Google Summer of Code Proposal: Scheduling Algorithms for Swift
Abstract:
Swift is a tool-kit for managing large scale work-flows on grids with 100's of processors. Currently, its scheduler naively picks the when and where for each job in the task-graph. This is usually not optimal. The aim of this project is to increase performance of Swift grids via a few key implementations: improved execution order through dependence analysis, stagein and stageout reordering, better job throughput metrics, and improved data locality through data-set aware site selection.
Content:
Please answer the following questions. Make sure you have read and understood the note at the end of this application (regarding contributor licenses).
1. Provide a 1-2 paragraph summary of the project you propose to do over the summer.
The execution engine for Swift has a simple scheduling algorithm that naively picks the when and where for each job in the task-graph. Sometimes this works well, but most of the time it is not optimal, and things would be more efficient if the scheduler were 'smarter'. The aim of this project is to give brains to the brawn of Swift grids via a few key implementations: improved execution order motivated by dependencies, reordering of stageins and stageouts, better metrics for job throughput, and improved data locality through dat-aset aware site selection.
I propose to research an area of parallel scheduling that uses graph vertex coloring to determine which tasks can be run in parallel, in order to implement the execution reordering. In addition to that, I'd like to implement a few more metrics to aid in site selection and load balancing, namely: cumulative que time, cumulative runtime, idle time, jobs finished per site per app, as well as a count of the total number of jobs finished per site. Starvation will definitely be a concern with this scheduler, and thus I plan to implement another metric for determining scheduler side queue times so that jobs that have been in line for a long tme get higher priority. The development of heuristics for determining site selection on the basis of data locality will essentially give the scheduler a sense of whether it is better to send necessary data to a node that doesn't have it yet or to wait for a heavily loaded site that already has the data to free up. These anticipated improvements will then be evaluated for performance gain against relative overhead for several work-flows.
2. What Globus project (see list in http://dev.globus.org/) does your GSoC project most closely relate to?
My proposal directly relates to the Globus project called Swift.
3. Have you contacted a Globus mentor about this project proposal? If so, who?
I have discussed my ideas with Ben Clifford, who is a Globus mentor.
4. What languages, libraries, toolkits, etc. will you use for this project? If part of the project will require researching technologies to decide which one is better suited, just say so (do mention what technologies you will be looking at, if you already know this)
I'll be writing a new scheduler package for the Swift toolkit which is written in Java. I'll also be looking for a good library for manipulating directed and undirected graphs, specifically for one that does vertex coloring efficiently. During development I'll use Dot from the Graphviz toolkit to aid in visualizing parts of the task graph which will be fed into my scheduler.
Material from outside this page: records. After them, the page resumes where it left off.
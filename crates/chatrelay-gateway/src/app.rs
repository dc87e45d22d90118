use std::sync::{
    atomic::{AtomicU64, Ordering},
    Arc,
};

use axum::{
    routing::{get, post},
    Router,
};
use chrono::{DateTime, Utc};

use chatrelay_dispatch::{DispatchContext, Dispatcher, RelayContext};

/// Central shared state, passed as Arc<AppState> to all Axum handlers.
pub struct AppState {
    pub dispatcher: Arc<Dispatcher<DispatchContext>>,
    pub started_at: DateTime<Utc>,
    events_accepted: AtomicU64,
}

impl AppState {
    pub fn new(dispatcher: Arc<Dispatcher<DispatchContext>>) -> Self {
        Self {
            dispatcher,
            started_at: Utc::now(),
            events_accepted: AtomicU64::new(0),
        }
    }

    pub fn relay(&self) -> &DispatchContext {
        self.dispatcher.context()
    }

    /// Bearer token the bridge must present, if any.
    pub fn bridge_token(&self) -> Option<&str> {
        self.relay().config().bridge.token.as_deref()
    }

    /// Count an accepted event and return its sequence number.
    pub fn next_seq(&self) -> u64 {
        self.events_accepted.fetch_add(1, Ordering::Relaxed)
    }

    pub fn events_accepted(&self) -> u64 {
        self.events_accepted.load(Ordering::Relaxed)
    }
}

/// Assemble the full Axum router.
pub fn build_router(state: Arc<AppState>) -> Router {
    Router::new()
        .route("/health", get(crate::http::health::health_handler))
        .route("/events", post(crate::http::events::events_handler))
        .with_state(state)
        .layer(tower_http::trace::TraceLayer::new_for_http())
}
//! Inbound text clean-up before it reaches the completion backend.
//!
//! A question that does not end in punctuation gets a trailing `？`,
//! otherwise the model tends to continue the user's sentence instead of
//! answering it.

/// Maximum characters (not bytes) forwarded for a single message.
pub const MAX_INPUT_CHARS: usize = 2048;

/// Characters that already terminate a sentence.
pub const TERMINAL_PUNCTUATION: &str = ",.;!?，。！？、…";

/// Appended when the text ends without terminal punctuation.
pub const QUESTION_MARK: char = '？';

/// Clean `raw` for the completion backend.
///
/// - every occurrence of `self_mention` (e.g. `"@RelayBot"`) is removed
/// - leading and trailing whitespace and newlines are trimmed
/// - `None` is returned when nothing is left
/// - the text is cut to [`MAX_INPUT_CHARS`] characters
/// - [`QUESTION_MARK`] is appended unless the text already ends in
///   [`TERMINAL_PUNCTUATION`]; the cut leaves room for it so the result
///   never exceeds [`MAX_INPUT_CHARS`]
pub fn normalize(raw: &str, self_mention: Option<&str>) -> Option<String> {
    let stripped = match self_mention {
        Some(mention) if !mention.is_empty() => raw.replace(mention, ""),
        _ => raw.to_string(),
    };

    let text = stripped.trim();
    if text.is_empty() {
        return None;
    }

    let text = truncate_chars(text, MAX_INPUT_CHARS);
    if ends_with_terminal(text) {
        return Some(text.to_string());
    }

    let mut out = truncate_chars(text, MAX_INPUT_CHARS - 1).to_string();
    out.push(QUESTION_MARK);
    Some(out)
}

/// Return the longest prefix of `s` holding at most `max_chars` characters.
///
/// Cuts on character boundaries so multi-byte sequences are never split.
pub fn truncate_chars(s: &str, max_chars: usize) -> &str {
    match s.char_indices().nth(max_chars) {
        Some((byte_idx, _)) => &s[..byte_idx],
        None => s,
    }
}

fn ends_with_terminal(text: &str) -> bool {
    text.chars()
        .next_back()
        .is_some_and(|c| TERMINAL_PUNCTUATION.contains(c))
}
5. What would be the main deliverables for your project? Please include a rough timeline for these deliverables. We are not asking you to commit to specific dates right now, and you can certainly tweak the deliverables later on (in fact, we expect you will do so as you interact more with your mentor and the Globus community). However, please give us an approximate idea of what you expect to produce throughout the summer.
I plan to have the code for reporting the metrics written & tested, as well as a skeleton for the final scheduler by June 26th. I intend to complete implementation and some testing of the scheduler from June 26th to August 7th, with some final testing, writeup and documentation cleanup to happen in the final week before August 18th.
6. What are your qualifications for this project? Please let us know what previous experience you have with the technologies you listed in question (3). Take into account that having limited knowledge on the Globus Toolkit does not disqualify you from participating; GSoC is as much about learning as it is about writing code, and you will have until the summer to get up to speed.
Through my studies at Colorado State University, as well as my Research Assistantship under the supervision of Dr. Michelle Strout, I have become very familiar with various aspects of the world of High Performance Computing (ie. loop tiling, polyhedral model). Although my experience with the Swift toolkit is very limited, the syntax of Swift code seems very intuitive. Due to the fact that Swift's code-base is largely written in Java, understanding the inner workings of Swift should also be fairly straightforward because Java is my language of coice.
7. If you have little or no experience with Globus technologies, or any other technology involved in your project, will you be able to use the "Community Bonding Period" (April 20 - May 23) to get up to speed?
I plan to use the “Community Bonding Period” to become familiar with the build environment for swift, and to find benchmark computations that reflect typical jobs in swift. Later on in the summer I can use these benchmarks to test ideas for improvements to the scheduling algorithm. In particular, I will be looking for problems with varying degrees of average parallelism and data transfer between nodes. I will also look for examples where differing amounts of the task graph are visible to the scheduler.
8. Will you have any other commitments during the summer? In particular, let us know if your school year ends later than May 23 (i.e., if you will still be doing final exams when GSoC starts) and if you are already commited to another job (an internship, a teaching/research assistantship at your university, etc.). This does not disqualify you from participating but you have to be upfront about how much time you'll be able to spend on your GSoC project.
I do not yet have any other commitments for the summer.
9. If you want to provide any additional details about your project, please do so here:
I don't have any additional details at the moment.
NOTE: Globus Contributor's License
If you submit an application to GSoC with Globus as your mentoring organization, please remember that our code is licensed under the Apache 2 License. This means that, for your code to be included in the Globus Toolkit, you can only reuse existing code that is licensed under the Apache 2 License, or a compatible license (most notably, GPL'd code is ineligible for inclusion in the Globus Toolkit). Additionally, if you are accepted to Globus Summer of Code, you will be have to sign an Individual Contributor's License (otherwise, your code cannot be committed to our repository). Make sure you read this license. In a nutshell, by signing the license you authorize Globus to distribute any code you contribute. However, it is not a copyright transfer form (you will still hold the copyright over any code you write).
|